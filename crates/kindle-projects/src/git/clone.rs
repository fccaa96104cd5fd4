//! Repository cloning

use crate::error::{Error, Result};
use camino::{Utf8Path, Utf8PathBuf};
use tokio::process::Command;
use tracing::{debug, info};

/// Options for cloning a repository
#[derive(Debug, Clone, Default)]
pub struct CloneOptions {
    /// Shallow clone with specified depth
    pub depth: Option<u32>,
    /// Branch to checkout after clone
    pub branch: Option<String>,
}

/// Clone a repository
///
/// # Arguments
/// * `source` - Repository URL or path to a local repository
/// * `destination` - Destination directory path, must not exist
/// * `options` - Clone options
///
/// # Returns
/// Path to the cloned repository
///
/// # Errors
/// Returns error if:
/// - Invalid repository source
/// - Destination already exists
/// - Clone operation fails
pub async fn clone_repository(
    source: &str,
    destination: &Utf8Path,
    options: &CloneOptions,
) -> Result<Utf8PathBuf> {
    info!("Cloning repository: {} -> {}", source, destination);

    if !is_valid_repo_source(source) {
        return Err(Error::invalid_repo_url(source));
    }

    if destination.exists() {
        return Err(Error::directory_exists(destination.as_str()));
    }

    if let Some(parent) = destination.parent() {
        if !parent.as_str().is_empty() {
            tokio::fs::create_dir_all(parent).await?;
        }
    }

    let mut cmd = Command::new("git");
    cmd.arg("clone").arg("--quiet");

    if let Some(depth) = options.depth {
        cmd.arg("--depth").arg(depth.to_string());
    }

    if let Some(branch) = &options.branch {
        cmd.arg("--branch").arg(branch);
    }

    cmd.arg("--").arg(source).arg(destination.as_str());

    debug!("Running: git clone");
    let output = cmd.output().await.map_err(|e| {
        if e.kind() == std::io::ErrorKind::NotFound {
            Error::GitNotFound
        } else {
            Error::process_execution(format!("git clone: {}", e))
        }
    })?;

    if !output.status.success() {
        let stderr = String::from_utf8_lossy(&output.stderr);
        return Err(Error::clone_failed(stderr.trim()));
    }

    info!("Repository cloned successfully");
    Ok(destination.to_path_buf())
}

/// Validate a clone source: a remote URL or an existing local repository
fn is_valid_repo_source(source: &str) -> bool {
    const SCHEMES: &[&str] = &["https://", "http://", "ssh://", "git://", "file://", "git@"];

    if SCHEMES.iter().any(|scheme| source.starts_with(scheme)) {
        return true;
    }

    Utf8Path::new(source).is_dir()
}
//! Invocation context: where the project is going to be created

use crate::error::{Error, Result};
use camino::{Utf8Component, Utf8Path, Utf8PathBuf};

/// Resolved target of a single run.
///
/// Built once from the positional argument and the process working directory;
/// everything downstream receives it explicitly.
#[derive(Debug, Clone, PartialEq, Eq)]
pub struct InvocationContext {
    raw_arg: String,
    cwd: Utf8PathBuf,
    target: Utf8PathBuf,
    is_current_dir: bool,
}

impl InvocationContext {
    /// Resolve the directory argument against `cwd`.
    ///
    /// Fails with [`Error::MissingDirectory`] when no argument was supplied.
    /// Path legality is not checked here.
    pub fn resolve(raw_arg: Option<&str>, cwd: &Utf8Path) -> Result<Self> {
        let raw_arg = match raw_arg {
            Some(arg) if !arg.trim().is_empty() => arg.to_string(),
            _ => return Err(Error::MissingDirectory),
        };

        let cwd = normalize(cwd);
        let target = normalize(&cwd.join(&raw_arg));
        let is_current_dir = same_dir(&target, &cwd);

        Ok(Self {
            raw_arg,
            cwd,
            target,
            is_current_dir,
        })
    }

    /// Read the working directory of the process
    pub fn current_dir() -> Result<Utf8PathBuf> {
        let cwd = std::env::current_dir()?;
        Utf8PathBuf::from_path_buf(cwd)
            .map_err(|p| Error::non_utf8_path(p.to_string_lossy().into_owned()))
    }

    /// The argument exactly as it was typed
    pub fn raw_arg(&self) -> &str {
        &self.raw_arg
    }

    pub fn cwd(&self) -> &Utf8Path {
        &self.cwd
    }

    /// Absolute, normalized target directory
    pub fn target(&self) -> &Utf8Path {
        &self.target
    }

    /// Whether the target is the working directory itself
    pub fn is_current_dir(&self) -> bool {
        self.is_current_dir
    }
}

/// Lexically remove `.` and `..` components
fn normalize(path: &Utf8Path) -> Utf8PathBuf {
    let mut out = Utf8PathBuf::new();
    for component in path.components() {
        match component {
            Utf8Component::CurDir => {}
            Utf8Component::ParentDir => {
                if matches!(out.components().next_back(), Some(Utf8Component::Normal(_))) {
                    out.pop();
                } else if !out.has_root() {
                    out.push("..");
                }
            }
            other => out.push(other.as_str()),
        }
    }
    out
}

fn same_dir(a: &Utf8Path, b: &Utf8Path) -> bool {
    if a == b {
        return true;
    }
    // Symlinked spellings of the same directory
    match (a.canonicalize_utf8(), b.canonicalize_utf8()) {
        (Ok(a), Ok(b)) => a == b,
        _ => false,
    }
}

#[cfg(test)]
mod tests {
    use super::*;

    #[test]
    fn test_missing_argument() {
        let cwd = Utf8Path::new("/work");
        assert!(matches!(
            InvocationContext::resolve(None, cwd),
            Err(Error::MissingDirectory)
        ));
        assert!(matches!(
            InvocationContext::resolve(Some("  "), cwd),
            Err(Error::MissingDirectory)
        ));
    }

    #[test]
    fn test_relative_argument() {
        let ctx = InvocationContext::resolve(Some("my-app"), Utf8Path::new("/work")).unwrap();
        assert_eq!(ctx.target(), Utf8Path::new("/work/my-app"));
        assert_eq!(ctx.raw_arg(), "my-app");
        assert!(!ctx.is_current_dir());
    }

    #[test]
    fn test_absolute_argument() {
        let ctx = InvocationContext::resolve(Some("/tmp/app"), Utf8Path::new("/work")).unwrap();
        assert_eq!(ctx.target(), Utf8Path::new("/tmp/app"));
    }

    #[test]
    fn test_dot_is_current_dir() {
        let cwd = Utf8Path::new("/work/projects");
        for arg in [".", "./", "../projects", "./nested/.."] {
            let ctx = InvocationContext::resolve(Some(arg), cwd).unwrap();
            assert_eq!(ctx.target(), cwd, "{arg}");
            assert!(ctx.is_current_dir(), "{arg}");
        }
    }

    #[test]
    fn test_normalize() {
        assert_eq!(
            normalize(Utf8Path::new("/a/./b/../c")),
            Utf8PathBuf::from("/a/c")
        );
        assert_eq!(normalize(Utf8Path::new("/..")), Utf8PathBuf::from("/"));
        assert_eq!(normalize(Utf8Path::new("../x")), Utf8PathBuf::from("../x"));
    }

    #[test]
    fn test_current_dir_is_utf8() {
        let cwd = InvocationContext::current_dir().unwrap();
        assert!(cwd.is_absolute());
    }
}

▶ **REQUIREMENT**
Return each entry above exactly, leaving none out.

▶ **WRITTEN RESPONSE**
filename crates/kindle-projects/src/git/clone.rs
repository fccaa96104cd5fd4
//! Repository cloning

use crate::error::{Error, Result};
use camino::{Utf8Path, Utf8PathBuf};
use tokio::process::Command;
use tracing::{debug, info};

/// Options for cloning a repository
#[derive(Debug, Clone, Default)]
pub struct CloneOptions {
    /// Shallow clone with specified depth
    pub depth: Option<u32>,
    /// Branch to checkout after clone
    pub branch: Option<String>,
}

/// Clone a repository
///
/// # Arguments
/// * `source` - Repository URL or path to a local repository
/// * `destination` - Destination directory path, must not exist
/// * `options` - Clone options
///
/// # Returns
/// Path to the cloned repository
///
/// # Errors
/// Returns error if:
/// - Invalid repository source
/// - Destination already exists
/// - Clone operation fails
pub async fn clone_repository(
    source: &str,
    destination: &Utf8Path,
    options: &CloneOptions,
) -> Result<Utf8PathBuf> {
    info!("Cloning repository: {} -> {}", source, destination);

    if !is_valid_repo_source(source) {
        return Err(Error::invalid_repo_url(source));
    }

    if destination.exists() {
        return Err(Error::directory_exists(destination.as_str()));
    }

    if let Some(parent) = destination.parent() {
        if !parent.as_str().is_empty() {
            tokio::fs::create_dir_all(parent).await?;
        }
    }

    let mut cmd = Command::new("git");
    cmd.arg("clone").arg("--quiet");

    if let Some(depth) = options.depth {
        cmd.arg("--depth").arg(depth.to_string());
    }

    if let Some(branch) = &options.branch {
        cmd.arg("--branch").arg(branch);
    }

    cmd.arg("--").arg(source).arg(destination.as_str());

    debug!("Running: git clone");
    let output = cmd.output().await.map_err(|e| {
        if e.kind() == std::io::ErrorKind::NotFound {
            Error::GitNotFound
        } else {
            Error::process_execution(format!("git clone: {}", e))
        }
    })?;

    if !output.status.success() {
        let stderr = String::from_utf8_lossy(&output.stderr);
        return Err(Error::clone_failed(stderr.trim()));
    }

    info!("Repository cloned successfully");
    Ok(destination.to_path_buf())
}

/// Validate a clone source: a remote URL or an existing local repository
fn is_valid_repo_source(source: &str) -> bool {
    const SCHEMES: &[&str] = &["https://", "http://", "ssh://", "git://", "file://", "git@"];

    if SCHEMES.iter().any(|scheme| source.starts_with(scheme)) {
        return true;
    }

    Utf8Path::new(source).is_dir()
}
//! Invocation context: where the project is going to be created

use crate::error::{Error, Result};
use camino::{Utf8Component, Utf8Path, Utf8PathBuf};

/// Resolved target of a single run.
///
/// Built once from the positional argument and the process working directory;
/// everything downstream receives it explicitly.
#[derive(Debug, Clone, PartialEq, Eq)]
pub struct InvocationContext {
    raw_arg: String,
    cwd: Utf8PathBuf,
    target: Utf8PathBuf,
    is_current_dir: bool,
}

impl InvocationContext {
    /// Resolve the directory argument against `cwd`.
    ///
    /// Fails with [`Error::MissingDirectory`] when no argument was supplied.
    /// Path legality is not checked here.
    pub fn resolve(raw_arg: Option<&str>, cwd: &Utf8Path) -> Result<Self> {
        let raw_arg = match raw_arg {
            Some(arg) if !arg.trim().is_empty() => arg.to_string(),
            _ => return Err(Error::MissingDirectory),
        };

        let cwd = normalize(cwd);
        let target = normalize(&cwd.join(&raw_arg));
        let is_current_dir = same_dir(&target, &cwd);

        Ok(Self {
            raw_arg,
            cwd,
            target,
            is_current_dir,
        })
    }

    /// Read the working directory of the process
    pub fn current_dir() -> Result<Utf8PathBuf> {
        let cwd = std::env::current_dir()?;
        Utf8PathBuf::from_path_buf(cwd)
            .map_err(|p| Error::non_utf8_path(p.to_string_lossy().into_owned()))
    }

    /// The argument exactly as it was typed
    pub fn raw_arg(&self) -> &str {
        &self.raw_arg
    }

    pub fn cwd(&self) -> &Utf8Path {
        &self.cwd
    }

    /// Absolute, normalized target directory
    pub fn target(&self) -> &Utf8Path {
        &self.target
    }

    /// Whether the target is the working directory itself
    pub fn is_current_dir(&self) -> bool {
        self.is_current_dir
    }
}

/// Lexically remove `.` and `..` components
fn normalize(path: &Utf8Path) -> Utf8PathBuf {
    let mut out = Utf8PathBuf::new();
    for component in path.components() {
        match component {
            Utf8Component::CurDir => {}
            Utf8Component::ParentDir => {
                if matches!(out.components().next_back(), Some(Utf8Component::Normal(_))) {
                    out.pop();
                } else if !out.has_root() {
                    out.push("..");
                }
            }
            other => out.push(other.as_str()),
        }
    }
    out
}

fn same_dir(a: &Utf8Path, b: &Utf8Path) -> bool {
    if a == b {
        return true;
    }
    // Symlinked spellings of the same directory
    match (a.canonicalize_utf8(), b.canonicalize_utf8()) {
        (Ok(a), Ok(b)) => a == b,
        _ => false,
    }
}

#[cfg(test)]
mod tests {
    use super::*;

    #[test]
    fn test_missing_argument() {
        let cwd = Utf8Path::new("/work");
        assert!(matches!(
            InvocationContext::resolve(None, cwd),
            Err(Error::MissingDirectory)
        ));
        assert!(matches!(
            InvocationContext::resolve(Some("  "), cwd),
            Err(Error::MissingDirectory)
        ));
    }

    #[test]
    fn test_relative_argument() {
        let ctx = InvocationContext::resolve(Some("my-app"), Utf8Path::new("/work")).unwrap();
        assert_eq!(ctx.target(), Utf8Path::new("/work/my-app"));
        assert_eq!(ctx.raw_arg(), "my-app");
        assert!(!ctx.is_current_dir());
    }

    #[test]
    fn test_absolute_argument() {
        let ctx = InvocationContext::resolve(Some("/tmp/app"), Utf8Path::new("/work")).unwrap();
        assert_eq!(ctx.target(), Utf8Path::new("/tmp/app"));
    }

    #[test]
    fn test_dot_is_current_dir() {
        let cwd = Utf8Path::new("/work/projects");
        for arg in [".", "./", "../projects", "./nested/.."] {
            let ctx = InvocationContext::resolve(Some(arg), cwd).unwrap();
            assert_eq!(ctx.target(), cwd, "{arg}");
            assert!(ctx.is_current_dir(), "{arg}");
        }
    }

    #[test]
    fn test_normalize() {
        assert_eq!(
            normalize(Utf8Path::new("/a/./b/../c")),
            Utf8PathBuf::from("/a/c")
        );
        assert_eq!(normalize(Utf8Path::new("/..")), Utf8PathBuf::from("/"));
        assert_eq!(normalize(Utf8Path::new("../x")), Utf8PathBuf::from("../x"));
    }

    #[test]
    fn test_current_dir_is_utf8() {
        let cwd = InvocationContext::current_dir().unwrap();
        assert!(cwd.is_absolute());
    }
}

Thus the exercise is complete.